En effet, à l’origine les fichages génétiques étaient destinés uniquement à recenser les personnes coupables de crimes sexuels. Mais depuis les lois n° 2001-1062 sur la sécurité quotidienne de 2001, et n° 2003-239 du 18 mars 2003 sur la sécurité intérieure, presque tous les crimes et délits peuvent entraîner l’inscription au FNAEG. Avec ces lois, ce sont d’abord les atteintes volontaires à la vie de la personne, les actes de terrorisme et les atteintes aux biens accompagnées de violence qui mènent au fichage génétique (de plus la loi prévoit six mois de prison et au moins 7 500 euros d’amende en cas de refus de se faire ficher), puis avec la loi de mars 2003, ce sont de simples infractions qui entrent dans ce cadre, comme le vol, les graffitis, l’arrachage d’OGM... Enfin, la loi Perben II de 2004 impose à toutes les personnes ayant été condamnées à plus de dix ans de prison de se plier au fichage génétique. Selon Le Monde, qui reprend les propos d’Olivier Joulin, membre du Syndicat de la magistrature, les trois-quarts des affaires traitées dans les tribunaux sont susceptibles d’occasionner un fichage génétique (on se rappelle de l’exemple de ces deux enfants de 8 et 11 ans que les gendarmes voulaient convoquer pour un fichage génétique, à la suite d’un vol de tamagotchi, ou des coupeurs d’OGM qu’on essaie systématiquement de ficher...). Finalement, les délits financiers et l’alcoolisme au volant sont presque les seuls types de délits qui ne sont pas susceptibles de faire ficher génétiquement leurs auteurs.

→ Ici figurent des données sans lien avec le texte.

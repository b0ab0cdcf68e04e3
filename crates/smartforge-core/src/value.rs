//! Application-level scalar values.
//!
//! Every connector speaks in terms of [`ScalarValue`]. Numeric width is not part
//! of the value itself: callers that care about it pass a [`Precision`] next to
//! the value, and each backend's marshaler decides what the width means.

use serde::{Deserialize, Serialize};
use std::fmt;

/// A scalar value exchanged with a backend.
#[derive(Debug, Clone, PartialEq, Serialize, Deserialize)]
#[serde(tag = "type", content = "value", rename_all = "snake_case")]
pub enum ScalarValue {
    Boolean(bool),
    Integer(i64),
    Float(f64),
    String(String),
    Bytes(Vec<u8>),
}

impl ScalarValue {
    /// Name of the variant, used in diagnostics.
    pub fn kind(&self) -> &'static str {
        match self {
            Self::Boolean(_) => "boolean",
            Self::Integer(_) => "integer",
            Self::Float(_) => "float",
            Self::String(_) => "string",
            Self::Bytes(_) => "bytes",
        }
    }

    pub fn as_bool(&self) -> Option<bool> {
        match self {
            Self::Boolean(b) => Some(*b),
            _ => None,
        }
    }

    pub fn as_i64(&self) -> Option<i64> {
        match self {
            Self::Integer(i) => Some(*i),
            _ => None,
        }
    }

    pub fn as_f64(&self) -> Option<f64> {
        match self {
            Self::Float(f) => Some(*f),
            _ => None,
        }
    }

    pub fn as_str(&self) -> Option<&str> {
        match self {
            Self::String(s) => Some(s),
            _ => None,
        }
    }

    pub fn as_bytes(&self) -> Option<&[u8]> {
        match self {
            Self::Bytes(b) => Some(b),
            _ => None,
        }
    }
}

impl fmt::Display for ScalarValue {
    fn fmt(&self, f: &mut fmt::Formatter<'_>) -> fmt::Result {
        match self {
            Self::Boolean(true) => f.write_str("True"),
            Self::Boolean(false) => f.write_str("False"),
            Self::Integer(i) => write!(f, "{i}"),
            Self::Float(v) => write!(f, "{v}"),
            Self::String(s) => f.write_str(s),
            Self::Bytes(b) => write!(f, "{}", String::from_utf8_lossy(b)),
        }
    }
}

impl From<bool> for ScalarValue {
    fn from(v: bool) -> Self {
        Self::Boolean(v)
    }
}

impl From<i16> for ScalarValue {
    fn from(v: i16) -> Self {
        Self::Integer(v.into())
    }
}

impl From<i32> for ScalarValue {
    fn from(v: i32) -> Self {
        Self::Integer(v.into())
    }
}

impl From<i64> for ScalarValue {
    fn from(v: i64) -> Self {
        Self::Integer(v)
    }
}

impl From<f32> for ScalarValue {
    fn from(v: f32) -> Self {
        Self::Float(v.into())
    }
}

impl From<f64> for ScalarValue {
    fn from(v: f64) -> Self {
        Self::Float(v)
    }
}

impl From<&str> for ScalarValue {
    fn from(v: &str) -> Self {
        Self::String(v.to_string())
    }
}

impl From<String> for ScalarValue {
    fn from(v: String) -> Self {
        Self::String(v)
    }
}

impl From<Vec<u8>> for ScalarValue {
    fn from(v: Vec<u8>) -> Self {
        Self::Bytes(v)
    }
}

impl From<&[u8]> for ScalarValue {
    fn from(v: &[u8]) -> Self {
        Self::Bytes(v.to_vec())
    }
}

/// Numeric width hint for backends with sized numeric types.
#[derive(Debug, Clone, Copy, PartialEq, Eq, Hash, Serialize, Deserialize)]
pub enum Precision {
    /// 16-bit integers; floats have no 16-bit wire type.
    Bits16,
    /// 32-bit integers and single-precision floats.
    Bits32,
    /// 64-bit integers and double-precision floats.
    Bits64,
}

impl Precision {
    pub fn bits(self) -> u8 {
        match self {
            Self::Bits16 => 16,
            Self::Bits32 => 32,
            Self::Bits64 => 64,
        }
    }
}

impl TryFrom<u8> for Precision {
    type Error = u8;

    fn try_from(bits: u8) -> Result<Self, Self::Error> {
        match bits {
            16 => Ok(Self::Bits16),
            32 => Ok(Self::Bits32),
            64 => Ok(Self::Bits64),
            other => Err(other),
        }
    }
}

impl fmt::Display for Precision {
    fn fmt(&self, f: &mut fmt::Formatter<'_>) -> fmt::Result {
        write!(f, "{}-bit", self.bits())
    }
}

/// Type a key/value caller expects a stored value to have.
///
/// The key/value backend keeps opaque byte strings, so the type travels
/// out-of-band with the read request.
#[derive(Debug, Clone, Copy, Default, PartialEq, Eq, Hash, Serialize, Deserialize)]
#[serde(rename_all = "snake_case")]
pub enum DataType {
    /// UTF-8 text, returned as stored.
    #[default]
    String,
    /// Raw bytes, no decoding.
    Byte,
    /// Signed decimal integer.
    Integer,
    /// Decimal floating point.
    Float,
    /// The literal `True` or `False`.
    Boolean,
}

impl fmt::Display for DataType {
    fn fmt(&self, f: &mut fmt::Formatter<'_>) -> fmt::Result {
        let name = match self {
            Self::String => "string",
            Self::Byte => "byte",
            Self::Integer => "integer",
            Self::Float => "float",
            Self::Boolean => "boolean",
        };
        f.write_str(name)
    }
}

#[cfg(test)]
mod tests {
    use super::*;

    #[test]
    fn precision_from_bits() {
        assert_eq!(Precision::try_from(16), Ok(Precision::Bits16));
        assert_eq!(Precision::try_from(64), Ok(Precision::Bits64));
        assert_eq!(Precision::try_from(8), Err(8));
    }

    #[test]
    fn boolean_display_is_capitalised() {
        assert_eq!(ScalarValue::from(true).to_string(), "True");
        assert_eq!(ScalarValue::from(false).to_string(), "False");
    }

    #[test]
    fn data_type_defaults_to_string() {
        assert_eq!(DataType::default(), DataType::String);
    }
}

En quatre ans, le FNAEG est ainsi passé de moins de 6 000 profils génétiques recensés et étudiés, à presque 500 000 cette année. Cette circulaire, au nom de la « simplification », réduit les contrôles qui pèsent encore sur les fichiers génétiques :
- l’accès aux FNAEG est beaucoup plus large et beaucoup moins contrôlé, du fait de la « simplification » du serment fait par les personnes habilitées à analyser les empreintes génétiques ;
- une fois que quelqu’un est inscrit dans le FNAEG, il n’y a pas d’obligation de confirmer à celui qui a demandé le fichage que la personne est bien fichée ;
- les policiers qui demandent un fichage génétique n’auront plus à faire de rapport pour expliquer leur démarche. Il ne restera donc pas de trace des fichages génétiques effectués, hors du FNAEG lui-même.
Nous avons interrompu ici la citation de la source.